The second departure from my prior efforts was to use an autolyse.  Technically, an autolyse is a period of rest for a dough that is made by combining flour, water and yeast (if the rest period is short)--and no salt.  The salt is left out because it is hygroscopic (it absorbs water) and interferes with the process of hydration (absorption of water) by the starch and gluten in the flour and also impairs action of the yeast, as is well known.  The net effect is that during the autolyse the dough has a chance to recover from the stress of the initial kneading, making the dough easier to handle and shape and resulting in a more porous interior.  It also cuts down on the mixing times and, consequently, minimizes oxidation of the dough, which has the effect of mixing out color and flavor (according to Peter Reinhart, it destroys vitamins such as beta carotene.)  The use of autolyse is an old baker's trick and is not as common with pizza dough as it is with bread dough, but I have used it many times before, and I note that others on this forum, including Giotto, have also used it before or a variation of it.  (Peter Reinhart also uses a variation in his NY style pizza dough recipe.)

The third departure was to use a food processor for all the mixing and kneading, using a 14-cup Cuisinart processor fitted with a plastic blade.  One of the problems with kneading a small amount of dough in a stand mixer is that it is difficult to get the mixer to do a thorough job of kneading without stopping the machine from time to time to reorient the dough relative to the paddle or dough hook or to do some hand kneading to expedite the kneading process.

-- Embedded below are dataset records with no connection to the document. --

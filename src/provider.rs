//! Wallet/node provider seam
//!
//! `Provider` is the EIP-1193 surface the rest of the crate talks to: account
//! discovery, chain id, code lookups, read calls and transaction submission.
//! `RpcProvider` implements it over JSON-RPC/HTTP. Nothing is pinned to a
//! chain at construction; every request goes to whatever network the
//! endpoint currently serves.

use alloy_primitives::U256;
use async_trait::async_trait;
use serde::de::DeserializeOwned;
use serde::Deserialize;
use serde_json::{json, Value};
use std::sync::atomic::{AtomicU64, Ordering};

use crate::address::Address;
use crate::config::PoolConfig;
use crate::error::PoolError;

/// Outgoing transaction, signed by the provider on behalf of `from`
#[derive(Clone, Debug, PartialEq, Eq)]
pub struct TransactionRequest {
    pub from: Address,
    pub to: Address,
    /// Value transferred in wei
    pub value: U256,
    /// Calldata; empty for a plain value transfer
    pub data: Vec<u8>,
}

/// Mined transaction outcome
#[derive(Clone, Debug, PartialEq, Eq)]
pub struct TransactionReceipt {
    pub transaction_hash: String,
    pub block_number: Option<u64>,
    /// false when the transaction reverted
    pub success: bool,
}

#[async_trait]
pub trait Provider: Send + Sync {
    /// Accounts already authorized for this origin, without prompting
    async fn accounts(&self) -> Result<Vec<String>, PoolError>;

    /// Ask the user to authorize accounts
    async fn request_accounts(&self) -> Result<Vec<String>, PoolError>;

    /// Current chain id as a hex string
    async fn chain_id(&self) -> Result<String, PoolError>;

    /// Deployed bytecode; empty when nothing is deployed
    async fn get_code(&self, address: &Address) -> Result<Vec<u8>, PoolError>;

    /// Read-only call against the latest block
    async fn call(&self, to: &Address, data: Vec<u8>) -> Result<Vec<u8>, PoolError>;

    /// Submit a transaction and return its hash
    async fn send_transaction(&self, tx: &TransactionRequest) -> Result<String, PoolError>;

    /// Receipt for a transaction, `None` while still pending
    async fn transaction_receipt(
        &self,
        tx_hash: &str,
    ) -> Result<Option<TransactionReceipt>, PoolError>;
}

#[derive(Debug, Deserialize)]
struct RpcResponse {
    result: Option<Value>,
    error: Option<RpcErrorObject>,
}

#[derive(Debug, Deserialize)]
struct RpcErrorObject {
    code: i64,
    message: String,
}

#[derive(Debug, Deserialize)]
#[serde(rename_all = "camelCase")]
struct RawReceipt {
    transaction_hash: String,
    block_number: Option<String>,
    status: Option<String>,
}

/// JSON-RPC 2.0 provider over HTTP
pub struct RpcProvider {
    url: String,
    /// reqwest::Client is internally Arc-based
    http_client: reqwest::Client,
    next_id: AtomicU64,
}

impl RpcProvider {
    pub fn new(url: impl Into<String>) -> Self {
        Self {
            url: url.into(),
            http_client: reqwest::Client::new(),
            next_id: AtomicU64::new(1),
        }
    }

    pub fn from_config(config: &PoolConfig) -> Self {
        Self::new(config.rpc_url.clone())
    }

    pub fn url(&self) -> &str {
        &self.url
    }

    /// Issue one JSON-RPC request and deserialize its result
    pub async fn request<T: DeserializeOwned>(
        &self,
        method: &str,
        params: Value,
    ) -> Result<T, PoolError> {
        let id = self.next_id.fetch_add(1, Ordering::Relaxed);
        let body = json!({
            "jsonrpc": "2.0",
            "id": id,
            "method": method,
            "params": params,
        });

        log::debug!("→ {} #{}", method, id);

        let response: RpcResponse = self
            .http_client
            .post(&self.url)
            .json(&body)
            .send()
            .await?
            .json()
            .await?;

        if let Some(error) = response.error {
            return Err(PoolError::Rpc {
                code: error.code,
                message: error.message,
            });
        }

        Ok(serde_json::from_value(response.result.unwrap_or(Value::Null))?)
    }
}

#[async_trait]
impl Provider for RpcProvider {
    async fn accounts(&self) -> Result<Vec<String>, PoolError> {
        self.request("eth_accounts", json!([])).await
    }

    async fn request_accounts(&self) -> Result<Vec<String>, PoolError> {
        self.request("eth_requestAccounts", json!([])).await
    }

    async fn chain_id(&self) -> Result<String, PoolError> {
        self.request("eth_chainId", json!([])).await
    }

    async fn get_code(&self, address: &Address) -> Result<Vec<u8>, PoolError> {
        let code: String = self
            .request("eth_getCode", json!([address.to_checksum(None), "latest"]))
            .await?;
        decode_hex(&code)
    }

    async fn call(&self, to: &Address, data: Vec<u8>) -> Result<Vec<u8>, PoolError> {
        let result: String = self
            .request(
                "eth_call",
                json!([{ "to": to.to_checksum(None), "data": encode_hex(&data) }, "latest"]),
            )
            .await?;
        decode_hex(&result)
    }

    async fn send_transaction(&self, tx: &TransactionRequest) -> Result<String, PoolError> {
        let mut params = json!({
            "from": tx.from.to_checksum(None),
            "to": tx.to.to_checksum(None),
        });
        if !tx.value.is_zero() {
            params["value"] = json!(format!("0x{:x}", tx.value));
        }
        if !tx.data.is_empty() {
            params["data"] = json!(encode_hex(&tx.data));
        }
        self.request("eth_sendTransaction", json!([params])).await
    }

    async fn transaction_receipt(
        &self,
        tx_hash: &str,
    ) -> Result<Option<TransactionReceipt>, PoolError> {
        let raw: Option<RawReceipt> = self
            .request("eth_getTransactionReceipt", json!([tx_hash]))
            .await?;

        Ok(raw.map(|receipt| TransactionReceipt {
            transaction_hash: receipt.transaction_hash,
            block_number: receipt.block_number.as_deref().and_then(parse_quantity),
            // Pre-Byzantium receipts carry no status; treat as success
            success: receipt
                .status
                .as_deref()
                .and_then(parse_quantity)
                .map_or(true, |status| status == 1),
        }))
    }
}

/// `0x`-prefixed hex
pub fn encode_hex(bytes: &[u8]) -> String {
    format!("0x{}", hex::encode(bytes))
}

/// Bytes from a `0x`-prefixed hex string (`0x` alone is empty)
pub fn decode_hex(input: &str) -> Result<Vec<u8>, PoolError> {
    let digits = input.strip_prefix("0x").unwrap_or(input);
    hex::decode(digits).map_err(|e| PoolError::abi(format!("invalid hex '{}': {}", input, e)))
}

fn parse_quantity(input: &str) -> Option<u64> {
    u64::from_str_radix(input.strip_prefix("0x").unwrap_or(input), 16).ok()
}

The food processor does not have this problem.  However, the food processor has the problem of contributing considerably more frictional heat to the dough than a stand mixer--as much as 30 degrees F as compared with about 3-5 degrees F for a home stand mixer operated at low to medium speed.  In my case, this meant having to use cold water to compensate for the fricitional heat of the food processor to achieve a finished dough temperature of aroung 80-85 degrees F as called for in Tom L.'s recipe.  Based on the temperatures that prevailed at my place today, this meant having to use a water temperature of 46 degrees F.

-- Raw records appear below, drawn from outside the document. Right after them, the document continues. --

//! Typed access to the factory and pool contracts
//!
//! Handles are only created for addresses that parse and have deployed code.
//! Reads map every failure (revert, transport, decoding) to
//! `PoolError::ReadFailure` so loaders can apply their own fallback policy.
//! Writes submit, then block until the receipt is mined; reloading afterwards
//! is the caller's job.

use std::sync::Arc;
use std::time::Duration;

use alloy_primitives::U256;
use alloy_sol_types::{sol, sol_data, SolCall, SolType};

use crate::address::Address;
use crate::config::PoolConfig;
use crate::error::PoolError;
use crate::provider::{encode_hex, Provider, TransactionReceipt, TransactionRequest};

sol! {
    /// Factory that deploys and enumerates fund pools
    interface IFundPoolFactory {
        function createFundPool(string name, uint256 goalAmount, uint256 durationInDays) external;
        function getAllPools() external view returns (address[] memory);
    }

    /// One crowdfunding pool
    interface IFundPool {
        function name() external view returns (string memory);
        function creator() external view returns (address);
        function goalAmount() external view returns (uint256);
        function deadline() external view returns (uint256);
        function isEnded() external view returns (bool);
        function goalReached() external view returns (bool);
        function hasWithdrawn() external view returns (bool);
        function getBalance() external view returns (uint256);
        function getMyContribution(address user) external view returns (uint256);
        function getCandidates() external view returns (address[] memory);
        function getCandidateVotes(address candidate) external view returns (uint256);
        function hasVoted(address voter) external view returns (bool);
        function addCandidate(address candidate) external;
        function vote(address candidate) external;
        function closePool() external;
        function withdrawToWinner() external;
        function claimRefund() external;
    }
}

/// `getAllPools()` return data taken as raw words, so entries with dirty
/// padding survive decoding and can be rejected one by one
type PoolWords = (sol_data::Array<sol_data::FixedBytes<32>>,);

/// Read/write gateway over a shared provider
#[derive(Clone)]
pub struct ContractGateway {
    provider: Arc<dyn Provider>,
    poll_interval: Duration,
    max_attempts: u32,
}

impl ContractGateway {
    pub fn new(provider: Arc<dyn Provider>) -> Self {
        Self::with_config(provider, &PoolConfig::default())
    }

    pub fn with_config(provider: Arc<dyn Provider>, config: &PoolConfig) -> Self {
        Self {
            provider,
            poll_interval: config.confirmation_poll_interval,
            max_attempts: config.confirmation_max_attempts.max(1),
        }
    }

    pub fn provider(&self) -> &Arc<dyn Provider> {
        &self.provider
    }

    /// True when bytecode is deployed at `address`
    pub async fn has_code(&self, address: &Address) -> Result<bool, PoolError> {
        Ok(!self.provider.get_code(address).await?.is_empty())
    }

    /// Validate format, then require deployed code
    pub async fn resolve_contract(&self, raw: &str) -> Result<Address, PoolError> {
        let address = crate::address::parse(raw)?;
        if !self.has_code(&address).await? {
            return Err(PoolError::not_a_contract(raw));
        }
        Ok(address)
    }

    /// Factory handle; the address comes pre-validated from configuration
    pub async fn factory(&self, address: &Address) -> Result<FactoryContract, PoolError> {
        if !self.has_code(address).await? {
            return Err(PoolError::not_a_contract(address.to_checksum(None)));
        }
        Ok(FactoryContract {
            gateway: self.clone(),
            address: *address,
        })
    }

    pub async fn pool(&self, raw: &str) -> Result<PoolContract, PoolError> {
        let address = self.resolve_contract(raw).await?;
        Ok(PoolContract {
            gateway: self.clone(),
            address,
        })
    }

    async fn call_raw<C: SolCall + Send>(
        &self,
        to: &Address,
        call: C,
    ) -> Result<Vec<u8>, PoolError> {
        self.provider
            .call(to, call.abi_encode())
            .await
            .map_err(|e| PoolError::read_failed(C::SIGNATURE, e))
    }

    /// `eth_call` plus typed decoding of the return data
    async fn read<C: SolCall + Send>(
        &self,
        to: &Address,
        call: C,
    ) -> Result<C::Return, PoolError> {
        let data = self.call_raw(to, call).await?;
        C::abi_decode_returns(&data, true).map_err(|e| PoolError::read_failed(C::SIGNATURE, e))
    }

    /// Submit a transaction and wait for it to be mined
    pub async fn submit(&self, tx: TransactionRequest) -> Result<TransactionReceipt, PoolError> {
        log::info!(
            "Submitting transaction from {} to {} (value={} wei, data={})",
            tx.from,
            tx.to,
            tx.value,
            if tx.data.len() >= 4 {
                encode_hex(&tx.data[..4])
            } else {
                "none".to_string()
            }
        );

        let tx_hash = self
            .provider
            .send_transaction(&tx)
            .await
            .map_err(|e| match e {
                PoolError::Rpc { .. } => e,
                other => PoolError::WriteFailure(other.to_string()),
            })?;

        log::info!("Transaction sent: {}", tx_hash);
        self.wait_for_confirmation(&tx_hash).await
    }

    /// Poll for the receipt until mined or attempts run out
    pub async fn wait_for_confirmation(
        &self,
        tx_hash: &str,
    ) -> Result<TransactionReceipt, PoolError> {
        for attempt in 1..=self.max_attempts {
            match self.provider.transaction_receipt(tx_hash).await {
                Ok(Some(receipt)) => {
                    if !receipt.success {
                        return Err(PoolError::WriteFailure(format!(
                            "transaction {} reverted",
                            tx_hash
                        )));
                    }
                    log::info!(
                        "✓ Transaction {} confirmed in block {:?}",
                        tx_hash,
                        receipt.block_number
                    );
                    return Ok(receipt);
                }
                Ok(None) => {
                    log::debug!("Transaction {} pending (attempt {})", tx_hash, attempt);
                }
                Err(e) => {
                    log::warn!("Receipt query for {} failed: {}", tx_hash, e);
                }
            }

            if attempt < self.max_attempts {
                tokio::time::sleep(self.poll_interval).await;
            }
        }

        Err(PoolError::Unconfirmed {
            tx_hash: tx_hash.to_string(),
            attempts: self.max_attempts,
        })
    }
}

/// Handle on the validated factory contract
#[derive(Clone)]
pub struct FactoryContract {
    gateway: ContractGateway,
    address: Address,
}

impl FactoryContract {
    pub fn address(&self) -> Address {
        self.address
    }

    /// Every pool the factory has deployed, in creation order
    ///
    /// Entries are returned as strings exactly as reported: clean words in
    /// checksummed form, words with dirty padding as raw 32-byte hex. Callers
    /// validate each entry before using it.
    pub async fn all_pools(&self) -> Result<Vec<String>, PoolError> {
        let data = self
            .gateway
            .call_raw(&self.address, IFundPoolFactory::getAllPoolsCall {})
            .await?;
        let (words,) = <PoolWords as SolType>::abi_decode_params(&data, true)
            .map_err(|e| PoolError::read_failed(IFundPoolFactory::getAllPoolsCall::SIGNATURE, e))?;

        Ok(words
            .into_iter()
            .map(|word| {
                if word[..12].iter().all(|b| *b == 0) {
                    Address::from_word(word).to_checksum(None)
                } else {
                    encode_hex(word.as_slice())
                }
            })
            .collect())
    }

    pub async fn create_fund_pool(
        &self,
        from: &Address,
        name: &str,
        goal_amount_wei: U256,
        duration_days: u64,
    ) -> Result<TransactionReceipt, PoolError> {
        let call = IFundPoolFactory::createFundPoolCall {
            name: name.to_string(),
            goalAmount: goal_amount_wei,
            durationInDays: U256::from(duration_days),
        };
        self.gateway
            .submit(TransactionRequest {
                from: *from,
                to: self.address,
                value: U256::ZERO,
                data: call.abi_encode(),
            })
            .await
    }
}

/// Handle on one validated pool contract
#[derive(Clone)]
pub struct PoolContract {
    gateway: ContractGateway,
    address: Address,
}

impl PoolContract {
    pub fn address(&self) -> Address {
        self.address
    }

    async fn read<C: SolCall + Send>(&self, call: C) -> Result<C::Return, PoolError> {
        self.gateway.read(&self.address, call).await
    }

    pub async fn name(&self) -> Result<String, PoolError> {
        Ok(self.read(IFundPool::nameCall {}).await?._0)
    }

    pub async fn creator(&self) -> Result<Address, PoolError> {
        Ok(self.read(IFundPool::creatorCall {}).await?._0)
    }

    pub async fn goal_amount(&self) -> Result<U256, PoolError> {
        Ok(self.read(IFundPool::goalAmountCall {}).await?._0)
    }

    /// Deadline in unix seconds
    pub async fn deadline(&self) -> Result<u64, PoolError> {
        let raw = self.read(IFundPool::deadlineCall {}).await?._0;
        u64::try_from(raw).map_err(|_| {
            PoolError::read_failed(IFundPool::deadlineCall::SIGNATURE, "out of range")
        })
    }

    pub async fn balance(&self) -> Result<U256, PoolError> {
        Ok(self.read(IFundPool::getBalanceCall {}).await?._0)
    }

    pub async fn is_ended(&self) -> Result<bool, PoolError> {
        Ok(self.read(IFundPool::isEndedCall {}).await?._0)
    }

    pub async fn goal_reached(&self) -> Result<bool, PoolError> {
        Ok(self.read(IFundPool::goalReachedCall {}).await?._0)
    }

    pub async fn has_withdrawn(&self) -> Result<bool, PoolError> {
        Ok(self.read(IFundPool::hasWithdrawnCall {}).await?._0)
    }

    pub async fn my_contribution(&self, account: &Address) -> Result<U256, PoolError> {
        let call = IFundPool::getMyContributionCall { user: *account };
        Ok(self.read(call).await?._0)
    }

    pub async fn candidates(&self) -> Result<Vec<Address>, PoolError> {
        Ok(self.read(IFundPool::getCandidatesCall {}).await?._0)
    }

    pub async fn candidate_votes(&self, candidate: &Address) -> Result<U256, PoolError> {
        let call = IFundPool::getCandidateVotesCall {
            candidate: *candidate,
        };
        Ok(self.read(call).await?._0)
    }

    pub async fn has_voted(&self, account: &Address) -> Result<bool, PoolError> {
        Ok(self.read(IFundPool::hasVotedCall { voter: *account }).await?._0)
    }

    async fn transact(
        &self,
        from: &Address,
        value: U256,
        data: Vec<u8>,
    ) -> Result<TransactionReceipt, PoolError> {
        self.gateway
            .submit(TransactionRequest {
                from: *from,
                to: self.address,
                value,
                data,
            })
            .await
    }

    /// Plain value transfer into the pool
    pub async fn fund(
        &self,
        from: &Address,
        amount_wei: U256,
    ) -> Result<TransactionReceipt, PoolError> {
        self.transact(from, amount_wei, Vec::new()).await
    }

    pub async fn add_candidate(
        &self,
        from: &Address,
        candidate: &Address,
    ) -> Result<TransactionReceipt, PoolError> {
        let call = IFundPool::addCandidateCall {
            candidate: *candidate,
        };
        self.transact(from, U256::ZERO, call.abi_encode()).await
    }

    pub async fn vote(
        &self,
        from: &Address,
        candidate: &Address,
    ) -> Result<TransactionReceipt, PoolError> {
        let call = IFundPool::voteCall {
            candidate: *candidate,
        };
        self.transact(from, U256::ZERO, call.abi_encode()).await
    }

    pub async fn close_pool(&self, from: &Address) -> Result<TransactionReceipt, PoolError> {
        let data = IFundPool::closePoolCall {}.abi_encode();
        self.transact(from, U256::ZERO, data).await
    }

    pub async fn withdraw_to_winner(
        &self,
        from: &Address,
    ) -> Result<TransactionReceipt, PoolError> {
        let data = IFundPool::withdrawToWinnerCall {}.abi_encode();
        self.transact(from, U256::ZERO, data).await
    }

    pub async fn claim_refund(&self, from: &Address) -> Result<TransactionReceipt, PoolError> {
        let data = IFundPool::claimRefundCall {}.abi_encode();
        self.transact(from, U256::ZERO, data).await
    }
}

To prepare the dough in the food processor, I first combined the flour and IDY in the bowl of the processor.  Using the pulse feature, I then added the water to the bowl of the processor and pulsed the machine until all of the flour had been taken up by the dough.  I then covered the bowl for 10 minutes, as an autolyse.  After the 10 minutes had passed, I examined the dough and took its temperature.  The dough was very soft and malleable and had a temperature of about 78 degrees F.  I then added the oil and kneaded that into the dough, again using the pulse feature.  This was followed by adding the salt and pulsing that into the dough also.  This was followed by running the machine at full speed ("on") for about 20 seconds.  Although I didn't perform a windowpane test, the dough was smooth and silky with no tears on the outer skin.  The finished dough temperature was 83 degrees F.  So, as you can see, it doesn't take much to run up the dough temperature in a food processor, even when the plastic blade is used.  It takes far less than a minute.  But, so long as you can minimize buildup of heat in the dough, as by using the pulse feature as much as possible, you will get a dough that is as good as, if not better, than what you will get in a stand mixer for the same amount of dough. 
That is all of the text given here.